TIC-VLA: A Think-in-Control Vision-Language-Action Model for Robot Navigation in Dynamic Environments
Robots in dynamic, human-centric environments must follow language instructions while maintaining real-time reactive control. Vision-language-action (VLA) models offer a promising framework, but they assume temporally aligned reasoning and control, despite semantic inference being inherently delayed relative to real-time action. We introduce Think-in-Control (TIC)-VLA, a latency-aware framework that explicitly models delayed semantic reasoning during action generation. TIC-VLA defines a delayed semantic-control interface that conditions action generation on delayed vision-language semantic states and explicit latency metadata, in addition to current observations, enabling policies to compensate for asynchronous reasoning. We further propose a latency-consistent training pipeline that injects reasoning inference delays during imitation learning and online reinforcement learning, aligning training with asynchronous deployment. To support realistic evaluation, we present DynaNav, a physics-accurate, photo-realistic simulation suite for language-guided navigation in dynamic environments. Extensive experiments in simulation and on a real robot show that TIC-VLA consistently outperforms prior VLA models while maintaining robust real-time control under multi-second reasoning latency. Project website: https://ucla-mobility.github.io/TIC-VLA/
💡 Research Summary
Robots operating in human‑centric, dynamic environments must follow natural‑language instructions while maintaining high‑frequency reactive control. Existing vision‑language‑action (VLA) models assume that semantic reasoning from large vision‑language models (VLMs) is temporally aligned with control, an assumption that breaks down when VLM inference incurs seconds‑long latency on embedded hardware. This paper introduces TIC‑VLA, a “Think‑in‑Control” framework that explicitly models and exploits inference delay. The system defines a delayed semantic‑control interface: the VLM processes visual frames anchored at time t‑Δt and outputs a key‑value cache together with explicit latency Δt and accumulated ego‑motion Δp since inference started. The fast action policy, implemented as a Transformer with cross‑attention, receives the current RGB observation, robot state, the delayed semantic representation, and the latency metadata, and predicts a short horizon of continuous actions. By exposing the delay to the policy, TIC‑VLA learns to reinterpret past semantic information in the current context.
Training is made latency‑consistent: during imitation learning, VLM inference is artificially delayed; during reinforcement learning (PPO), random latency values are sampled each step, encouraging robustness to variable delays. The authors also present DynaNav, a physics‑accurate, photorealistic simulator that supports dynamic humans, moving obstacles, and realistic lighting, enabling systematic evaluation of language‑conditioned navigation under controllable latency.

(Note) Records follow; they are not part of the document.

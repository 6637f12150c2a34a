mod response;
pub use response::{Response, Rows};

pub mod operation;
pub use operation::Operation;

use crate::{async_trait, Result};

use std::{borrow::Cow, fmt::Debug};

/// A database backend: knows how to open connections to one database.
#[async_trait]
pub trait Driver: Debug + Send + Sync + 'static {
    /// Driver name, as used in migration script file names
    /// (`postgres`, `mysql`, `sqlite`).
    fn driver_name(&self) -> &'static str;

    /// The URL this driver connects to.
    fn url(&self) -> Cow<'_, str>;

    /// Opens a new connection.
    async fn connect(&self) -> Result<Box<dyn Connection>>;

    /// Upper bound on open connections, when the backend imposes one.
    fn max_connections(&self) -> Option<usize> {
        None
    }
}

/// One database session.
///
/// Statements executed through the same `Connection` share a session, so a
/// last-insert-id query sees the insert that preceded it.
#[async_trait]
pub trait Connection: Debug + Send + 'static {
    /// Execute a database operation
    async fn exec(&mut self, op: Operation) -> Result<Response>;
}
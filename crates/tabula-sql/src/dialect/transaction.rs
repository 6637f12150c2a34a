use super::{Dialect, Flavor};

use tabula_core::driver::operation::Transaction;

impl Dialect {
    /// SQL for a transaction control operation.
    pub fn transaction(&self, op: Transaction) -> &'static str {
        match op {
            Transaction::Start => match self.flavor {
                Flavor::Mysql => "START TRANSACTION",
                Flavor::Postgresql | Flavor::Sqlite => "BEGIN",
            },
            Transaction::Commit => "COMMIT",
            Transaction::Rollback => "ROLLBACK",
        }
    }
}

Experiments across eight indoor and outdoor scenarios show that TIC‑VLA outperforms prior VLA baselines (e.g., NavILA, OmniVLA) by 12 % higher success rate, 15 % shorter path length, and maintains performance even with 2–3 seconds of reasoning delay. Real‑world tests on wheeled and legged robots confirm that the method can handle multi‑second latencies while safely navigating around moving people and obstacles. Ablation studies reveal that removing latency metadata degrades success rates by over 20 %, highlighting the importance of the delayed semantic‑control interface.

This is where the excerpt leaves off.